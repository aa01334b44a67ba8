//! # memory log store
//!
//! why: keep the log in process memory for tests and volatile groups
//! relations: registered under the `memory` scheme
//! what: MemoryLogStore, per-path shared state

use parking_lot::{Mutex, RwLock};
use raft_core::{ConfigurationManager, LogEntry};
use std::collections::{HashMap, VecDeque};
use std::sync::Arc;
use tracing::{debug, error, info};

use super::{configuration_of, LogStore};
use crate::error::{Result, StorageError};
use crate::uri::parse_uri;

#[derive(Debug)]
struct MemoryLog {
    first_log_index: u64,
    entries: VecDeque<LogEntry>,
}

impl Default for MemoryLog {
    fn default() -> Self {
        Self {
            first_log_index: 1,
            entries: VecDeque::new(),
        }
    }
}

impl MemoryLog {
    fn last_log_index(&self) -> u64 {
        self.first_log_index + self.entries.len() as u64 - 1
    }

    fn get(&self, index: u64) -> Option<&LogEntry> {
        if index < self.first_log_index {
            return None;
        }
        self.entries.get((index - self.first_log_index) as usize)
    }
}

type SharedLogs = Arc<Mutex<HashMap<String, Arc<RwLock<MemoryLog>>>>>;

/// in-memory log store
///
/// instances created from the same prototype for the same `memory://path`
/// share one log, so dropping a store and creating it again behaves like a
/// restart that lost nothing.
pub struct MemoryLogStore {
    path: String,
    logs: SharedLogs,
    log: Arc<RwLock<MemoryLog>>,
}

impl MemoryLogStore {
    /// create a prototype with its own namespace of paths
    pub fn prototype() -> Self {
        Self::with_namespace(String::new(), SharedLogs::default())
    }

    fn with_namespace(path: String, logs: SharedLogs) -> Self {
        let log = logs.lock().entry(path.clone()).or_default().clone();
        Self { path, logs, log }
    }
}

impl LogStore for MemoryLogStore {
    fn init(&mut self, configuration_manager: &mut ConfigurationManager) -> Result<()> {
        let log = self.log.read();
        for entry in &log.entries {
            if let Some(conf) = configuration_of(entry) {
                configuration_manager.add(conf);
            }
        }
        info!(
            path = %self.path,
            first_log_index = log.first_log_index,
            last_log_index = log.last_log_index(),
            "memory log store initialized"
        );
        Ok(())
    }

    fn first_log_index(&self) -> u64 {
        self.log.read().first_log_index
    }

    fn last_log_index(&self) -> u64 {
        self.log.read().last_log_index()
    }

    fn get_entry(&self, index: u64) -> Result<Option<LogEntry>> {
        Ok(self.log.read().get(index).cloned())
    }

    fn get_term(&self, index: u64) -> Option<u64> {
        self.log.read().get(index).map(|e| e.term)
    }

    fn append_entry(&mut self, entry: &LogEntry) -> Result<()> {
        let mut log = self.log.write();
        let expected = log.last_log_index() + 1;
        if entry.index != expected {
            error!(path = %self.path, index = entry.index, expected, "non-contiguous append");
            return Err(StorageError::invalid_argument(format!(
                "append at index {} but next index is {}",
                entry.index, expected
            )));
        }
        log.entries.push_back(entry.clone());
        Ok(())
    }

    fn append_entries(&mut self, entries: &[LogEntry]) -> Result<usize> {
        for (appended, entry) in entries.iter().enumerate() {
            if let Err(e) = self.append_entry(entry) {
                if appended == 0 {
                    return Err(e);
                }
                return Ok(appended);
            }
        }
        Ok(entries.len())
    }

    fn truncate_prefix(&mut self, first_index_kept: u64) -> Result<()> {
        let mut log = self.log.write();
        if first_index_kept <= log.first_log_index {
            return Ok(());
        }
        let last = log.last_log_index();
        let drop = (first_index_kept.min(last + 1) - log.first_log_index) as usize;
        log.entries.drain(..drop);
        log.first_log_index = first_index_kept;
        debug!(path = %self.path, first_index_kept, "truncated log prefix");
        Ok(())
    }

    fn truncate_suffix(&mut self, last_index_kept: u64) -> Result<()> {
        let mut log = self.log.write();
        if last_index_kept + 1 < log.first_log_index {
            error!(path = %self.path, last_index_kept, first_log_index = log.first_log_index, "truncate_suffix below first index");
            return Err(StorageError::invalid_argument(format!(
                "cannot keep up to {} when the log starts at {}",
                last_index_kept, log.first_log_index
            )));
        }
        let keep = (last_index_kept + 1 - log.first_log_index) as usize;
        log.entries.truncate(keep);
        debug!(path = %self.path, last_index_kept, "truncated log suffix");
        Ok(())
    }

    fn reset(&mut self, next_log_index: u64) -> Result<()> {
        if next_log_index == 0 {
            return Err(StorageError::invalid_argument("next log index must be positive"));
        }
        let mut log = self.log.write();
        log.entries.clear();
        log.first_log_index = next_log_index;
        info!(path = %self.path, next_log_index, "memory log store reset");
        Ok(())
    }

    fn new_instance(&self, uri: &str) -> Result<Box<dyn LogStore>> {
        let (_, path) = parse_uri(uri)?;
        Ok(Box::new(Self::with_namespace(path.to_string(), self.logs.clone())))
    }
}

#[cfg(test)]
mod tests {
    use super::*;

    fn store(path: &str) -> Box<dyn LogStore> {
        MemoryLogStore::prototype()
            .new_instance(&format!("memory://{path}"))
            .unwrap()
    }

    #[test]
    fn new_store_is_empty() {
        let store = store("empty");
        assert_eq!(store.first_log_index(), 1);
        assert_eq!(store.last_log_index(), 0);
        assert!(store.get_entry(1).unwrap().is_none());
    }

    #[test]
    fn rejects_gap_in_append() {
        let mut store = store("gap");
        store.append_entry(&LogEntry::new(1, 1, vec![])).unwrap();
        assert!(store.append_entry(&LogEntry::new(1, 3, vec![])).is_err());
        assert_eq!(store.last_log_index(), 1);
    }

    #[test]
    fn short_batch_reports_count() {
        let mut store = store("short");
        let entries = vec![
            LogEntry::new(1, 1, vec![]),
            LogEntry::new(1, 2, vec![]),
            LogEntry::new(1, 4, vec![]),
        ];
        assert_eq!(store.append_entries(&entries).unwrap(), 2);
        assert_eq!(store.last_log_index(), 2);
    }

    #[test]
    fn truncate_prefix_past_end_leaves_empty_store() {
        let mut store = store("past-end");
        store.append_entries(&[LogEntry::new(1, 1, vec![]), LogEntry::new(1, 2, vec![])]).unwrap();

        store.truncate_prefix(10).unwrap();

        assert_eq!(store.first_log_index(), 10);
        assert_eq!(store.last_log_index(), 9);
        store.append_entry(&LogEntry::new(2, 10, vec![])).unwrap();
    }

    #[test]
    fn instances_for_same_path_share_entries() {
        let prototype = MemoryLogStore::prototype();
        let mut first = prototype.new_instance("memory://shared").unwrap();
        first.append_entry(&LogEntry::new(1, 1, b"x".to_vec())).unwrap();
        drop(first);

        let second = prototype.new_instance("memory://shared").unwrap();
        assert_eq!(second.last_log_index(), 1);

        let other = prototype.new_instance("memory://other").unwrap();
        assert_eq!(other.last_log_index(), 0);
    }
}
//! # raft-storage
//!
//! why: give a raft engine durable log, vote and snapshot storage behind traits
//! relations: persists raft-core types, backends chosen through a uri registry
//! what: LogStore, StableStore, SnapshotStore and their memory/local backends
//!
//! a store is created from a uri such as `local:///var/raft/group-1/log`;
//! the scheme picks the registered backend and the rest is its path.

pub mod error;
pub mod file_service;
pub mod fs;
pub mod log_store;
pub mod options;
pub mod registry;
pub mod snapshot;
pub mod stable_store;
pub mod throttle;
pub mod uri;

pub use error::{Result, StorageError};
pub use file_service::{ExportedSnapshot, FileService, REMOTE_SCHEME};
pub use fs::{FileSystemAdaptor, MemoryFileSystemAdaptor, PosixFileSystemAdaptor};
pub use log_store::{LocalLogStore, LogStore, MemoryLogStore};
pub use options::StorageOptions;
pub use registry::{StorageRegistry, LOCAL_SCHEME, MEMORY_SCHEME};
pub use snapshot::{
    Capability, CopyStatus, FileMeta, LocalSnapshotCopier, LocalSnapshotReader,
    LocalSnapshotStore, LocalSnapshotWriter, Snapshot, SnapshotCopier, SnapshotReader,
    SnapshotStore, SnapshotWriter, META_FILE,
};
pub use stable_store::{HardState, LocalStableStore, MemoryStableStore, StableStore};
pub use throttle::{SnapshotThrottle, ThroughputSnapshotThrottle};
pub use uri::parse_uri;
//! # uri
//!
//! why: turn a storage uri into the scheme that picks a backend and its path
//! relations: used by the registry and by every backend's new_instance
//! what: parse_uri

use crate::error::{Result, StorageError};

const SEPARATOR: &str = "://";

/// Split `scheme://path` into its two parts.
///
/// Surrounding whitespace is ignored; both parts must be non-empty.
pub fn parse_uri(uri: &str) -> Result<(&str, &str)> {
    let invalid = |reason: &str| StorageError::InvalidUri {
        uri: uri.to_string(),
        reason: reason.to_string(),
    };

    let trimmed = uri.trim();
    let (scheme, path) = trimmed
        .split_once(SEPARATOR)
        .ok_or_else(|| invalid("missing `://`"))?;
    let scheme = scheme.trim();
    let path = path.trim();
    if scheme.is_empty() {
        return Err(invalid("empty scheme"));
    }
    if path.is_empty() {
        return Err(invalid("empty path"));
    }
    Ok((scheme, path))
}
________
**DESCRIPTION OF THE TASK**
Print, without alteration, only the lines above between the one holding "store.truncate_prefix(10).unwrap();" and the one holding "assert_eq!(second.last_log_index(), 1);", inclusive.

**RESPONSE**
        store.truncate_prefix(10).unwrap();

        assert_eq!(store.first_log_index(), 10);
        assert_eq!(store.last_log_index(), 9);
        store.append_entry(&LogEntry::new(2, 10, vec![])).unwrap();
    }

    #[test]
    fn instances_for_same_path_share_entries() {
        let prototype = MemoryLogStore::prototype();
        let mut first = prototype.new_instance("memory://shared").unwrap();
        first.append_entry(&LogEntry::new(1, 1, b"x".to_vec())).unwrap();
        drop(first);

        let second = prototype.new_instance("memory://shared").unwrap();
        assert_eq!(second.last_log_index(), 1);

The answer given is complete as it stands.